- Born: 22 September 1994 (age 31) Norrtälje, Sweden
- Height: 1.76 m (5 ft 9 in)
- Weight: 71 kg (157 lb; 11 st 3 lb)
- Position: Centre
- Shot: Left
- Played for: AIK IF
- National team: Sweden
- Playing career: 2009–2022

= Sabina Küller =

Swedish ice hockey player and on-ice official

Anna Sabina Lambertz Küller (born 22 September 1994) is a Swedish ice hockey official, retired ice hockey player, and former member of the Swedish national ice hockey team. She played the entirety of her senior club career with AIK IF and served as the team's captain from 2016 until her retirement in 2022.

== Playing career ==
Küller began playing ice hockey at the age of 3 in Norrtälje, just outside of Stockholm. She grew up playing on mixed-gender teams until the age of nine, when an AIK coach scouted her for their girls' team. She would make her first Riksserien appearance with AIK in 2009–10 against Leksands IF, scoring her first goal on her first shot.

She was named AIK captain ahead of the 2016–17 SDHL season.

She missed seven weeks of the 2018–19 season after suffering a broken arm before the Christmas break. She ended up scoring 11 points in 26 games that season, her lowest total in six years as the team finished in 8th in the league for the first team in its history.

After scoring just one goal in her first 19 games in the 2020–21 SDHL season, she scored a hat-trick against Leksands IF in December 2020.

=== International ===
Küller made her first senior IIHF World Championship appearance with Sweden at the 2015 IIHF Women's World Championship and competed in the 2016, 2017, and 2019 tournaments. She scored one goal and 3 points across six games in the women's ice hockey tournament at the 2018 Winter Olympics.

== Officiating career ==
Küller was encouraged by several acquaintances to consider on-ice officiating shortly after her retirement in 2022. She was quickly recruited into a program and became invested in officiating as she learned about the development curve and found "new goals to aim for."

In her second season as an official, she was selected by SDHL players and coaches to receive the Guldpipan (lit. 'Golden Whistle') as the best referee of the 2023–24 SDHL season.

Alongside her work in Swedish leagues, Küller officiates for International Ice Hockey Federation events.

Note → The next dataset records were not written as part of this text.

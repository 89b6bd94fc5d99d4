//! Limit orders - Pending order tracking, fill detection and book depth
//!
//! Orders fill against observed prices only. A fill is reported to the
//! caller and is never recorded in the ledger here; the ledger only takes
//! confirmed trades.

use rust_decimal::Decimal;
use serde::{Deserialize, Serialize};
use std::collections::BTreeMap;
use tracing::{debug, info};
use uuid::Uuid;

use crate::error::{AnalyticsError, Result};
use crate::types::{InstrumentId, Side};

/// Price levels returned per side by [`OrderBook::depth`]
pub const BOOK_DEPTH_LEVELS: usize = 10;

#[derive(Debug, Clone, Copy, PartialEq, Eq, Hash, Serialize, Deserialize)]
#[serde(rename_all = "lowercase")]
pub enum OrderStatus {
    Pending,
    Filled,
    Cancelled,
    Expired,
}

#[derive(Debug, Clone, PartialEq, Eq, Serialize, Deserialize)]
pub struct LimitOrder {
    pub id: String,
    pub instrument: InstrumentId,
    pub side: Side,
    pub amount: Decimal,
    /// Limit price
    pub price: Decimal,
    pub status: OrderStatus,
    pub created_at: i64,
    #[serde(default, skip_serializing_if = "Option::is_none")]
    pub expires_at: Option<i64>,
    #[serde(default, skip_serializing_if = "Option::is_none")]
    pub filled_at: Option<i64>,
    #[serde(default, skip_serializing_if = "Option::is_none")]
    pub cancelled_at: Option<i64>,
    #[serde(default, skip_serializing_if = "Option::is_none")]
    pub filled_amount: Option<Decimal>,
    /// Observed price at which the order filled
    #[serde(default, skip_serializing_if = "Option::is_none")]
    pub average_price: Option<Decimal>,
}

impl LimitOrder {
    pub fn is_pending(&self) -> bool {
        self.status == OrderStatus::Pending
    }

    /// Buy fills at or below the limit, sell at or above
    pub fn crosses(&self, price: Decimal) -> bool {
        match self.side {
            Side::Buy => price <= self.price,
            Side::Sell => price >= self.price,
        }
    }

    fn is_expired_at(&self, now: i64) -> bool {
        self.expires_at.is_some_and(|exp| now > exp)
    }
}

/// Aggregated pending volume at one price
#[derive(Debug, Clone, PartialEq, Eq, Serialize, Deserialize)]
pub struct DepthLevel {
    pub price: Decimal,
    pub amount: Decimal,
    /// Sum of amount * price at this level
    pub total: Decimal,
    pub orders: usize,
}

#[derive(Debug, Clone, Default, PartialEq, Eq, Serialize, Deserialize)]
pub struct BookDepth {
    /// Highest price first
    pub bids: Vec<DepthLevel>,
    /// Lowest price first
    pub asks: Vec<DepthLevel>,
}

#[derive(Debug, Clone, Default, PartialEq, Eq, Serialize, Deserialize)]
pub struct OrderStats {
    pub pending: usize,
    pub filled: usize,
    pub cancelled: usize,
    pub expired: usize,
    /// Total filled base amount
    pub total_volume: Decimal,
    /// Total filled amount * fill price
    pub total_value: Decimal,
}

/// Order list for one session
#[derive(Debug, Clone, Default, Serialize, Deserialize)]
pub struct OrderBook {
    orders: Vec<LimitOrder>,
}

impl OrderBook {
    pub fn new() -> Self {
        Self::default()
    }

    /// Place a pending limit order and return its id
    pub fn create(
        &mut self,
        instrument: &InstrumentId,
        side: Side,
        amount: Decimal,
        price: Decimal,
        now: i64,
        expires_at: Option<i64>,
    ) -> Result<String> {
        if amount <= Decimal::ZERO || price <= Decimal::ZERO {
            return Err(AnalyticsError::InvalidTrade(format!(
                "limit order needs positive amount and price, got {amount} @ {price}"
            )));
        }
        let order = LimitOrder {
            id: format!("order_{}", Uuid::new_v4().simple()),
            instrument: instrument.clone(),
            side,
            amount,
            price,
            status: OrderStatus::Pending,
            created_at: now,
            expires_at,
            filled_at: None,
            cancelled_at: None,
            filled_amount: None,
            average_price: None,
        };
        debug!(id = %order.id, %instrument, %side, %amount, %price, "Limit order placed");
        let id = order.id.clone();
        self.orders.push(order);
        Ok(id)
    }

    /// Cancel a pending order. Returns false if it was no longer pending.
    pub fn cancel(&mut self, id: &str, now: i64) -> Result<bool> {
        let order = self
            .orders
            .iter_mut()
            .find(|o| o.id == id)
            .ok_or_else(|| AnalyticsError::UnknownOrder(id.to_string()))?;
        if !order.is_pending() {
            return Ok(false);
        }
        order.status = OrderStatus::Cancelled;
        order.cancelled_at = Some(now);
        Ok(true)
    }

    pub fn get(&self, id: &str) -> Option<&LimitOrder> {
        self.orders.iter().find(|o| o.id == id)
    }

    pub fn orders(&self) -> &[LimitOrder] {
        &self.orders
    }

    pub fn orders_for(&self, instrument: &InstrumentId) -> Vec<&LimitOrder> {
        self.orders
            .iter()
            .filter(|o| &o.instrument == instrument)
            .collect()
    }

    pub fn with_status(&self, status: OrderStatus) -> Vec<&LimitOrder> {
        self.orders.iter().filter(|o| o.status == status).collect()
    }

    /// Expire stale orders, then fill pending orders of `instrument` that
    /// cross `price`. Returns the orders filled by this call.
    pub fn check_fills(
        &mut self,
        instrument: &InstrumentId,
        price: Decimal,
        now: i64,
    ) -> Vec<LimitOrder> {
        if price <= Decimal::ZERO {
            return Vec::new();
        }

        let mut filled = Vec::new();
        for order in self
            .orders
            .iter_mut()
            .filter(|o| &o.instrument == instrument && o.is_pending())
        {
            if order.is_expired_at(now) {
                order.status = OrderStatus::Expired;
                debug!(id = %order.id, "Limit order expired");
                continue;
            }
            if order.crosses(price) {
                order.status = OrderStatus::Filled;
                order.filled_at = Some(now);
                order.filled_amount = Some(order.amount);
                order.average_price = Some(price);
                info!(
                    id = %order.id,
                    %instrument,
                    side = %order.side,
                    limit = %order.price,
                    %price,
                    "Limit order filled"
                );
                filled.push(order.clone());
            }
        }
        filled
    }

    /// Pending orders grouped per price level
    pub fn depth(&self, instrument: &InstrumentId) -> BookDepth {
        let mut bids: BTreeMap<Decimal, DepthLevel> = BTreeMap::new();
        let mut asks: BTreeMap<Decimal, DepthLevel> = BTreeMap::new();

        for order in self
            .orders
            .iter()
            .filter(|o| &o.instrument == instrument && o.is_pending())
        {
            let side = match order.side {
                Side::Buy => &mut bids,
                Side::Sell => &mut asks,
            };
            let level = side.entry(order.price).or_insert_with(|| DepthLevel {
                price: order.price,
                amount: Decimal::ZERO,
                total: Decimal::ZERO,
                orders: 0,
            });
            level.amount += order.amount;
            level.total += order.amount * order.price;
            level.orders += 1;
        }

        BookDepth {
            bids: bids.into_values().rev().take(BOOK_DEPTH_LEVELS).collect(),
            asks: asks.into_values().take(BOOK_DEPTH_LEVELS).collect(),
        }
    }

    pub fn stats(&self) -> OrderStats {
        let mut stats = OrderStats::default();
        for order in &self.orders {
            match order.status {
                OrderStatus::Pending => stats.pending += 1,
                OrderStatus::Cancelled => stats.cancelled += 1,
                OrderStatus::Expired => stats.expired += 1,
                OrderStatus::Filled => {
                    stats.filled += 1;
                    let amount = order.filled_amount.unwrap_or_default();
                    stats.total_volume += amount;
                    stats.total_value += amount * order.average_price.unwrap_or_default();
                }
            }
        }
        stats
    }

    pub fn clear(&mut self) {
        self.orders.clear();
    }
}

#[cfg(test)]
mod tests {
    use super::*;
    use rust_decimal_macros::dec;

    fn id() -> InstrumentId {
        InstrumentId::new("flow-usdc")
    }

    #[test]
    fn test_fill_rules() {
        let mut book = OrderBook::new();
        let buy = book
            .create(&id(), Side::Buy, dec!(10), dec!(0.95), 0, None)
            .unwrap();
        let sell = book
            .create(&id(), Side::Sell, dec!(5), dec!(1.10), 0, None)
            .unwrap();

        assert!(book.check_fills(&id(), dec!(1.00), 1).is_empty());

        let filled = book.check_fills(&id(), dec!(0.94), 2);
        assert_eq!(filled.len(), 1);
        assert_eq!(filled[0].id, buy);
        assert_eq!(filled[0].average_price, Some(dec!(0.94)));
        assert_eq!(filled[0].filled_amount, Some(dec!(10)));

        let filled = book.check_fills(&id(), dec!(1.10), 3);
        assert_eq!(filled[0].id, sell);

        let stats = book.stats();
        assert_eq!(stats.filled, 2);
        assert_eq!(stats.pending, 0);
        assert_eq!(stats.total_volume, dec!(15));
        assert_eq!(stats.total_value, dec!(9.40) + dec!(5.50));
    }

    #[test]
    fn test_expiry_wins_over_fill() {
        let mut book = OrderBook::new();
        let o = book
            .create(&id(), Side::Buy, dec!(1), dec!(2), 0, Some(100))
            .unwrap();
        assert!(book.check_fills(&id(), dec!(1), 101).is_empty());
        assert_eq!(book.get(&o).unwrap().status, OrderStatus::Expired);
        assert_eq!(book.stats().expired, 1);
    }

    #[test]
    fn test_cancel_only_pending() {
        let mut book = OrderBook::new();
        let o = book
            .create(&id(), Side::Sell, dec!(1), dec!(2), 0, None)
            .unwrap();
        assert!(book.cancel(&o, 5).unwrap());
        assert!(!book.cancel(&o, 6).unwrap());
        assert_eq!(book.get(&o).unwrap().cancelled_at, Some(5));
        assert!(book.check_fills(&id(), dec!(3), 7).is_empty());
        assert!(matches!(
            book.cancel("nope", 8),
            Err(AnalyticsError::UnknownOrder(_))
        ));
    }

    #[test]
    fn test_depth_grouping_and_ordering() {
        let mut book = OrderBook::new();
        book.create(&id(), Side::Buy, dec!(1), dec!(0.90), 0, None).unwrap();
        book.create(&id(), Side::Buy, dec!(2), dec!(0.95), 0, None).unwrap();
        book.create(&id(), Side::Buy, dec!(3), dec!(0.95), 0, None).unwrap();
        book.create(&id(), Side::Sell, dec!(1), dec!(1.20), 0, None).unwrap();
        book.create(&id(), Side::Sell, dec!(1), dec!(1.05), 0, None).unwrap();
        for i in 0..15 {
            book.create(&id(), Side::Sell, dec!(1), dec!(2) + Decimal::from(i), 0, None)
                .unwrap();
        }

        let depth = book.depth(&id());
        assert_eq!(depth.bids.len(), 2);
        assert_eq!(depth.bids[0].price, dec!(0.95));
        assert_eq!(depth.bids[0].amount, dec!(5));
        assert_eq!(depth.bids[0].orders, 2);
        assert_eq!(depth.bids[0].total, dec!(4.75));
        assert_eq!(depth.asks.len(), BOOK_DEPTH_LEVELS);
        assert_eq!(depth.asks[0].price, dec!(1.05));
        assert_eq!(depth.asks[1].price, dec!(1.20));
    }

    #[test]
    fn test_invalid_order_rejected() {
        let mut book = OrderBook::new();
        assert!(book.create(&id(), Side::Buy, dec!(0), dec!(1), 0, None).is_err());
        assert!(book.create(&id(), Side::Buy, dec!(1), dec!(-1), 0, None).is_err());
        assert!(book.orders().is_empty());
    }
}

As of January 2025, she has served as a referee for the Group A tournament of the 2024 IIHF Women's World Championship Division II, the Group A tournament of the 2024 IIHF U18 Women's World Championship Division I, and the 2025 IIHF U18 Women's World Championship.

== Personal life ==
In 2011, Küller experienced a serious health scare after she accidentally received six-times the standard adult dose of morphine while being treated in hospital for a herniated disc.